I make a new dataset by subsetting from d:

dbio <- d %>%
  select(Edu, BMP_6:CCL16)

I use these codes: First two functions:

cor.prob <- function (X, dfr = nrow(X) - 2) {
  R <- cor(X, use="complete.obs", method = c("pearson"))
  above <- row(R) < col(R)
  r2 <- R[above]^2
  Fstat <- r2 * dfr/(1 - r2)
  R[above] <- 1 - pf(Fstat, 1, dfr)
  R[row(R) == col(R)] <- NA
  R
}

flattenSquareMatrix <- function(m) {
  if( (class(m) != "matrix") | (nrow(m) != ncol(m))) stop("Must be a square matrix.") 
  if(!identical(rownames(m), colnames(m))) stop("Row and column names must be equal.")
  ut <- upper.tri(m)
  data.frame(i = rownames(m)[row(m)[ut]],
             j = rownames(m)[col(m)[ut]],
             cor=t(m)[ut],
             p=m[ut])
}

Then I start making correlations:

kor_masterlist_dbio <- flattenSquareMatrix (cor.prob(dbio))

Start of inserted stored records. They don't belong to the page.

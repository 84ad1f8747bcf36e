use pagecraft::config::PagecraftConfig;
use pagecraft::network::{
    month_key, select_provider, AiProvider, GenerationOptions, ProviderError, ProviderRegistry,
    StaticProvider, UsageTracker,
};
use std::sync::Arc;

fn ids(values: &[&str]) -> Vec<String> {
    values.iter().map(|v| v.to_string()).collect()
}

#[test]
fn test_preferred_provider_wins() {
    let picked = select_provider(&ids(&["openai", "anthropic", "google"]), &ids(&["anthropic"]));
    assert_eq!(picked.as_deref(), Some("anthropic"));
}

#[test]
fn test_falls_back_to_first_available() {
    let picked = select_provider(&ids(&["google", "openai"]), &ids(&["anthropic"]));
    assert_eq!(picked.as_deref(), Some("google"));
    assert_eq!(select_provider(&[], &ids(&["openai"])), None);
}

#[test]
fn test_registry_skips_unconfigured() {
    let registry = ProviderRegistry::new()
        .with_provider(Arc::new(StaticProvider::unconfigured("openai")))
        .with_provider(Arc::new(StaticProvider::new("anthropic", "ok")))
        .with_provider(Arc::new(StaticProvider::new("google", "ok")));

    assert_eq!(registry.get_available_providers(), ids(&["anthropic", "google"]));
    let provider = registry.select_provider(&ids(&["openai", "google"])).unwrap();
    assert_eq!(provider.id(), "google");
}

#[test]
fn test_registry_from_config_without_credentials() {
    let config = PagecraftConfig::from_toml_str(
        r#"
        [providers.openai]
        api_key_env = "PAGECRAFT_TEST_UNSET_OPENAI"
        [providers.anthropic]
        api_key_env = "PAGECRAFT_TEST_UNSET_ANTHROPIC"
        [providers.google]
        api_key_env = "PAGECRAFT_TEST_UNSET_GOOGLE"
        [providers.static]
        enabled = true
        "#,
    )
    .unwrap();

    let registry = ProviderRegistry::from_config(&config, None).unwrap();
    assert_eq!(registry.len(), 4);
    assert_eq!(registry.get_available_providers(), ids(&["static"]));
}

#[tokio::test]
async fn test_unconfigured_call_is_not_configured_error() {
    let provider = StaticProvider::unconfigured("openai");
    let err = provider
        .generate("prompt", &GenerationOptions::new())
        .await
        .unwrap_err();
    assert!(matches!(err, ProviderError::NotConfigured(_)));
}

#[tokio::test]
async fn test_usage_is_rolled_up_per_month_and_model() {
    let (tracker, sink) = UsageTracker::in_memory();
    let provider = StaticProvider::new("openai", "three word answer").with_usage_tracker(Arc::new(tracker));

    let options = GenerationOptions::new().model("gpt-4o-mini");
    provider.generate("a short prompt", &options).await.unwrap();
    provider.generate("a short prompt", &options).await.unwrap();

    let rollup = sink
        .rollup(&month_key(chrono::Utc::now()), "gpt-4o-mini")
        .expect("rollup recorded");
    assert_eq!(rollup.requests, 2);
    assert_eq!(rollup.prompt_tokens, 6);
    assert_eq!(rollup.completion_tokens, 6);
    assert_eq!(rollup.total_tokens, 12);
    assert!(rollup.estimated_cost_usd > 0.0);
}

kor_masterlist_dbio_ordnet <- kor_masterlist_dbio[order(-abs(kor_masterlist_dbio$cor)),]

kor_masterlist_dbio$threshold <- as.factor(kor_masterlist_dbio$p < 0.05)

kor_masterlist_dbio_Edu <- subset(kor_masterlist_dbio_ordnet, i == "Edu" & j != "ID")

kor_masterlist_dbio_Edu$threshold <- as.factor(kor_masterlist_dbio_Edu$p < 0.05)


kor_masterlist_dbio_Edu[kor_masterlist_dbio_Edu$threshold==T,]

kor_masterlist_dbio_Edu

Now the question: I use "complete.obs" in cor(). The two participants with all blood test missing(NA), if i take them out of the data by following code:

d <- d[rowSums(is.na(d[,3:6]))!=4,]
And end up with d: n = 1142.

I then get different results from the correlations. I end up with two less blood test as signifcant, as in p-value above 0.05. I dont understand the difference when the values are missing for those two participants.

When using "pariwise" ind cor() i get same results with 1142 or 1144 participants. But the last 4 blood tests are different from them I get with "complete.obs"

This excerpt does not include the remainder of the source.